● **Goal of the exercise**
Your task is to gather the lines below that hold the string "prelude".

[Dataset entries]
····················
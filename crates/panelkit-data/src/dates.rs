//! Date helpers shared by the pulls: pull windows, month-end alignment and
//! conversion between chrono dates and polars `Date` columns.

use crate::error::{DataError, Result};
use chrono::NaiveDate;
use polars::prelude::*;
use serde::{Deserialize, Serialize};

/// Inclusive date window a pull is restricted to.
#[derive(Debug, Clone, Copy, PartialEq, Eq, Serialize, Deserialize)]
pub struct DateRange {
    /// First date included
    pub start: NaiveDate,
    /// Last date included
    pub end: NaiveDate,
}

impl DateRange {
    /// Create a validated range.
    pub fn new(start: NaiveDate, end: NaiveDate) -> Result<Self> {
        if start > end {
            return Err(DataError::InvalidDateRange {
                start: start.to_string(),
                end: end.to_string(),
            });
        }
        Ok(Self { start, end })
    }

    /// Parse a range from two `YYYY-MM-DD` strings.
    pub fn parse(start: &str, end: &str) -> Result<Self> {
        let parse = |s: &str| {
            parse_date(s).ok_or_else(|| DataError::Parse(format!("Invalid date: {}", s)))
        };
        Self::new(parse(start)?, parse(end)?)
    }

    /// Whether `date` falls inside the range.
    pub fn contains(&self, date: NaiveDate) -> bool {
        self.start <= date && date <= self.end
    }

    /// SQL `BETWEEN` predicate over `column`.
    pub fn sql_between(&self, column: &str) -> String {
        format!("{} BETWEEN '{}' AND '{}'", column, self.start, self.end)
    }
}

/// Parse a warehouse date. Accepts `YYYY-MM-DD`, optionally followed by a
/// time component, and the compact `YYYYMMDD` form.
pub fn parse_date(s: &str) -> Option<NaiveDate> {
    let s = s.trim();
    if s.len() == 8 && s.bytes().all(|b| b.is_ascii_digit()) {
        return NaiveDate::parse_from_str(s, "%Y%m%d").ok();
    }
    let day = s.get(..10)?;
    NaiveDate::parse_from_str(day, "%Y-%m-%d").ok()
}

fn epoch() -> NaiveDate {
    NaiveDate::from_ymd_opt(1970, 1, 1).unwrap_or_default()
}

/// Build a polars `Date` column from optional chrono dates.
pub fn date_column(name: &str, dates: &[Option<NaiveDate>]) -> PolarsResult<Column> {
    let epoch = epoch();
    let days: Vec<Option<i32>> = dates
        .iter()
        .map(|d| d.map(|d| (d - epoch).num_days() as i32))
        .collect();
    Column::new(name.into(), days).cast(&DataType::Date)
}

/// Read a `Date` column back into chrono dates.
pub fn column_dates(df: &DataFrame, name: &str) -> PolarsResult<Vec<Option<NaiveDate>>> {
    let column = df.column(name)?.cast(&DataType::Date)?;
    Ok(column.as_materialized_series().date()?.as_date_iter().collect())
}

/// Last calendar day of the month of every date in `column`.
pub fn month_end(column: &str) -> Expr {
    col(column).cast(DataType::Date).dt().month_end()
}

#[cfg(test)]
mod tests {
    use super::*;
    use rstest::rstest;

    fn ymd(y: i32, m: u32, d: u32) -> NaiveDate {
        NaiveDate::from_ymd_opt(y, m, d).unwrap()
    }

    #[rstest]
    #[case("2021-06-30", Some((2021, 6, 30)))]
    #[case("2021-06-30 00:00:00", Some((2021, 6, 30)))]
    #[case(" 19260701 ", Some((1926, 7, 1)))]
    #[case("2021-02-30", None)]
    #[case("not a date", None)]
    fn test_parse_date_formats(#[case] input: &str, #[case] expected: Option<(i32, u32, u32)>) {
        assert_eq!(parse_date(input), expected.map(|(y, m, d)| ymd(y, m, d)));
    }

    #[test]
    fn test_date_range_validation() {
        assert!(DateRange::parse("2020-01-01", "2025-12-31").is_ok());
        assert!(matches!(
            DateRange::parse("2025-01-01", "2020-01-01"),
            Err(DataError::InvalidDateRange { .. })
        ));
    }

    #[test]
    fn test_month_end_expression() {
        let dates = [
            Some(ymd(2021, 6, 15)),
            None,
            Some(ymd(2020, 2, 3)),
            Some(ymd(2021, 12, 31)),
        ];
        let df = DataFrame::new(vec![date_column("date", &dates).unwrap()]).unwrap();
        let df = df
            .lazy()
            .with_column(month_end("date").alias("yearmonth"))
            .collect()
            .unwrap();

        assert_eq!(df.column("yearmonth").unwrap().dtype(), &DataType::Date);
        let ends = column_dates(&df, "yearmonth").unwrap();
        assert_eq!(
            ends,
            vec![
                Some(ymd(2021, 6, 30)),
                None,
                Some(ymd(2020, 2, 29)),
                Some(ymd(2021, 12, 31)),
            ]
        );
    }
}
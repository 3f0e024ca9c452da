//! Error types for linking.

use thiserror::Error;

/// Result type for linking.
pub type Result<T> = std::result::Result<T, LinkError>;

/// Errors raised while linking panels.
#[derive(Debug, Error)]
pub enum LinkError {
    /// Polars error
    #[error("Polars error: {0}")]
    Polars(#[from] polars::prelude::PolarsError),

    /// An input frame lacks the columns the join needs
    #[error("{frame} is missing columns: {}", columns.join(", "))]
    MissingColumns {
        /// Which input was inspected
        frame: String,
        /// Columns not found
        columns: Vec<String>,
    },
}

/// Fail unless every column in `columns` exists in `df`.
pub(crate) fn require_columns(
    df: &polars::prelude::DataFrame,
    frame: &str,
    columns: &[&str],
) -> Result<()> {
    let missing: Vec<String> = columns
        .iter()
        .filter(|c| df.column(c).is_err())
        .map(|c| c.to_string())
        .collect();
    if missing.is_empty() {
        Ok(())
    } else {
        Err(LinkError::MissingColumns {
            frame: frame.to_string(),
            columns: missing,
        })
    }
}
····················
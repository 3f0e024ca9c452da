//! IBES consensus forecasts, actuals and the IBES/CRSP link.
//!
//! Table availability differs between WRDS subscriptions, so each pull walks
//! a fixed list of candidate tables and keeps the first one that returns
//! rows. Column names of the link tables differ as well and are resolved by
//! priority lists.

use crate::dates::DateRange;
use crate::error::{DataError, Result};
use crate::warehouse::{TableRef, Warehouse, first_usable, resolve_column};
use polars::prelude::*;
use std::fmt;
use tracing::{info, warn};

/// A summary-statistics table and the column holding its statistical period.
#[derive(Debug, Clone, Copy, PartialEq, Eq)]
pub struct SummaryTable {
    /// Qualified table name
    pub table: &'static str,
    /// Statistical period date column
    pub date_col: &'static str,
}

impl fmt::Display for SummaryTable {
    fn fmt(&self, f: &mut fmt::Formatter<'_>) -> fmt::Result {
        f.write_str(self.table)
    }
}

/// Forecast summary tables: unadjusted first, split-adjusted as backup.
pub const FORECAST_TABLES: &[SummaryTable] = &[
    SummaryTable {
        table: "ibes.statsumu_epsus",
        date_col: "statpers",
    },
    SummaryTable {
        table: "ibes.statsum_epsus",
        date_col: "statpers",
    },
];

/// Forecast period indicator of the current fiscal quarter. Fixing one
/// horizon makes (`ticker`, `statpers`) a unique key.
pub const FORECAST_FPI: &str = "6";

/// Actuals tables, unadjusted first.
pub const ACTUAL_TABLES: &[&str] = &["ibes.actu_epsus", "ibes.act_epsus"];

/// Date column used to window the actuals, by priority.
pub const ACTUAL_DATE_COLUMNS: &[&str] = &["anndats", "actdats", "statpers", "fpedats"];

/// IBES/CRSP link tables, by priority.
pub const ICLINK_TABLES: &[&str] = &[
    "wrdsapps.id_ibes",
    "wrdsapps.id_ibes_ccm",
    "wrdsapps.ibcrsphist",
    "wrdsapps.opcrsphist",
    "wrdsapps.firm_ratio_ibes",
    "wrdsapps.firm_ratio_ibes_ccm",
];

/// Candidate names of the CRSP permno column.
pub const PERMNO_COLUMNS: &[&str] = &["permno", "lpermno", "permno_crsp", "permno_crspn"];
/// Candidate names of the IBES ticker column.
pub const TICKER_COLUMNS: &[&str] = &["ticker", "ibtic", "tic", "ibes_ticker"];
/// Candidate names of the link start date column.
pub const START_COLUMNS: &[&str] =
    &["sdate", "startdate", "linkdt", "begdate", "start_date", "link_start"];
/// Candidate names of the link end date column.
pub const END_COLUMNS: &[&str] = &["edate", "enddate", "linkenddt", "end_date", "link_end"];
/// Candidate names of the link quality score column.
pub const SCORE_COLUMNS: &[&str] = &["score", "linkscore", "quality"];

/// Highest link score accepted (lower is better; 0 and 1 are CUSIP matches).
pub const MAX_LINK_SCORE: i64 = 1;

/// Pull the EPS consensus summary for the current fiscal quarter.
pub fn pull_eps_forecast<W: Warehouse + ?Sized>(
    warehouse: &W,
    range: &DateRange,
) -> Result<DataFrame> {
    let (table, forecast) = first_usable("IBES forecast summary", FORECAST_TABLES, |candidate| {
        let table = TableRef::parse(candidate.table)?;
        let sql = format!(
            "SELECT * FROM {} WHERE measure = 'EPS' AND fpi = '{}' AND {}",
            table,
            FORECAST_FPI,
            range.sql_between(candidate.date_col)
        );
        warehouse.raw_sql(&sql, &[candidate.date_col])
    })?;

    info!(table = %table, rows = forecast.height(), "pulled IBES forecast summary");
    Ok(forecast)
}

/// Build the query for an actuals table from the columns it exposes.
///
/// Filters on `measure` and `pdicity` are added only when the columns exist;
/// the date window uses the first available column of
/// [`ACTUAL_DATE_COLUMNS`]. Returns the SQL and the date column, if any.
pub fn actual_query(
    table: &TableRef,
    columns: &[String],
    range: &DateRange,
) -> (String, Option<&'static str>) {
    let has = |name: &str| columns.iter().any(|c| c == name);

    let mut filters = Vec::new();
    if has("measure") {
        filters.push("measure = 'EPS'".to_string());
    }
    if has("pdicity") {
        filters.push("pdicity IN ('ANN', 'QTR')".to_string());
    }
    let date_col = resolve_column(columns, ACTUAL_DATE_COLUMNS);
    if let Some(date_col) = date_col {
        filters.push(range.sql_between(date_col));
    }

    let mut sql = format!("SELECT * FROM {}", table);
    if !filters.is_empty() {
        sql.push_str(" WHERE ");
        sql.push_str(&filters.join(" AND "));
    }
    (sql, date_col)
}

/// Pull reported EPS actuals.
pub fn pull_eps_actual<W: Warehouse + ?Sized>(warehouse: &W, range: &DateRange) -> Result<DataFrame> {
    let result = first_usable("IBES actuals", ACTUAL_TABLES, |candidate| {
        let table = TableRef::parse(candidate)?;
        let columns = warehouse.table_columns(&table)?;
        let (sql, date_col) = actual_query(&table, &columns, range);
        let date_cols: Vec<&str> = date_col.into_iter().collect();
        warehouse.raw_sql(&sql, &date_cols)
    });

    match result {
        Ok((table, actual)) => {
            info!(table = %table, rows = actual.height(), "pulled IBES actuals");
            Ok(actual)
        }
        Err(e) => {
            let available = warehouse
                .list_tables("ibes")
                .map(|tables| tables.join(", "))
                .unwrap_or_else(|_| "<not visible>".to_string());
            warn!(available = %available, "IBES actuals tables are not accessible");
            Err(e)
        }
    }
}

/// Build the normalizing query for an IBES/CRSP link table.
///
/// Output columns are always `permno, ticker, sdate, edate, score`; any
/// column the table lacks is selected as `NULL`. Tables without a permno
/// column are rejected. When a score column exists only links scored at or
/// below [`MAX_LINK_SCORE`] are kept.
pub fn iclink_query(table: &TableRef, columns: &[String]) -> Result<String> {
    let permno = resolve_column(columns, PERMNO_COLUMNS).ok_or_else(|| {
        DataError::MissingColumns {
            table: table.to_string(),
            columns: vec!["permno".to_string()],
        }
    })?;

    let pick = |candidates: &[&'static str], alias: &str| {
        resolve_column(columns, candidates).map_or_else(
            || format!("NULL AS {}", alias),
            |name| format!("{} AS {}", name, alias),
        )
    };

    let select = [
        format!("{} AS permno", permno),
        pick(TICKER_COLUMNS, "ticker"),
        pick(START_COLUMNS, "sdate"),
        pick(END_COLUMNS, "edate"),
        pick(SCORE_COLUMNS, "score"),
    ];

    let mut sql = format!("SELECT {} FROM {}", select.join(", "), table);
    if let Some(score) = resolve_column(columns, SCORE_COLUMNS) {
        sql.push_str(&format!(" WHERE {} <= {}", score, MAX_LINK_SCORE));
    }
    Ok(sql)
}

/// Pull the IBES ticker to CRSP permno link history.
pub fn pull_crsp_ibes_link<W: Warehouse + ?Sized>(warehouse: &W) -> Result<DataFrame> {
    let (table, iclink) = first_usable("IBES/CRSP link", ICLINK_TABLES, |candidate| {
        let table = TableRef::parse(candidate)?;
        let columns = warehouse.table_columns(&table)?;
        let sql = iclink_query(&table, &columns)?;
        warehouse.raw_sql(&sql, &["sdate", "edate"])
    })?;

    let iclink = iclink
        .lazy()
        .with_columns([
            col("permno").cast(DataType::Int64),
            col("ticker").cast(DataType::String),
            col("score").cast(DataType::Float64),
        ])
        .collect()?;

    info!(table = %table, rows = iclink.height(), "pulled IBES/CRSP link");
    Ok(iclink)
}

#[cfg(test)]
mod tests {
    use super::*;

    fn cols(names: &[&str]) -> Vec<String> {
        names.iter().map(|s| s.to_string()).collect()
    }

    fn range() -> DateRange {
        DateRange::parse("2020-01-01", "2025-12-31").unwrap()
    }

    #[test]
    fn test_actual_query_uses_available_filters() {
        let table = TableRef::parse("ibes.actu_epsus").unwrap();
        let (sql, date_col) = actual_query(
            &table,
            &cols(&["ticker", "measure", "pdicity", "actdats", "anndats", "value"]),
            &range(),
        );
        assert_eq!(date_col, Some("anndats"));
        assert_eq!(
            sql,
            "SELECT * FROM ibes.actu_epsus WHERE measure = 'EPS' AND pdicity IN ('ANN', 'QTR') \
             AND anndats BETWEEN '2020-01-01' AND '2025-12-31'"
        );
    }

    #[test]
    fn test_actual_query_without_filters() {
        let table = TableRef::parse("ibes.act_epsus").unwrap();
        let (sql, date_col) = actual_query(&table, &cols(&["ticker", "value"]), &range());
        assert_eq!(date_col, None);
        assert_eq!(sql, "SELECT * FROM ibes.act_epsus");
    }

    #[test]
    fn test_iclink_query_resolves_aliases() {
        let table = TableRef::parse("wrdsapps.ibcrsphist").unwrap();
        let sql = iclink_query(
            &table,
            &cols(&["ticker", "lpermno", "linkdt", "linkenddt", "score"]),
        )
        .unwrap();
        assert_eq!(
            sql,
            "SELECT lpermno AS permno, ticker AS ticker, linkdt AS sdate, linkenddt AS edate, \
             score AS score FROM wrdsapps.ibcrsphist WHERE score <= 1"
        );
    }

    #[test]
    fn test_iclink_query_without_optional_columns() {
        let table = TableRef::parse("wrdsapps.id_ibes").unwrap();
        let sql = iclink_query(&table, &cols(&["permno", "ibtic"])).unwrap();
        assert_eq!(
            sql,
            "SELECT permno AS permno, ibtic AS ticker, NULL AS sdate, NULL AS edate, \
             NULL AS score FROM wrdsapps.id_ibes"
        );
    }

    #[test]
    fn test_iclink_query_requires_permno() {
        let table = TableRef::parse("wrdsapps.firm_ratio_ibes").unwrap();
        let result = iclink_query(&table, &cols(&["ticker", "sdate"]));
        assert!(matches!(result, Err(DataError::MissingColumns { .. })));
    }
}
····················
● **Answer section**
use polars::prelude::*;
    Polars(#[from] polars::prelude::PolarsError),
    df: &polars::prelude::DataFrame,
use polars::prelude::*;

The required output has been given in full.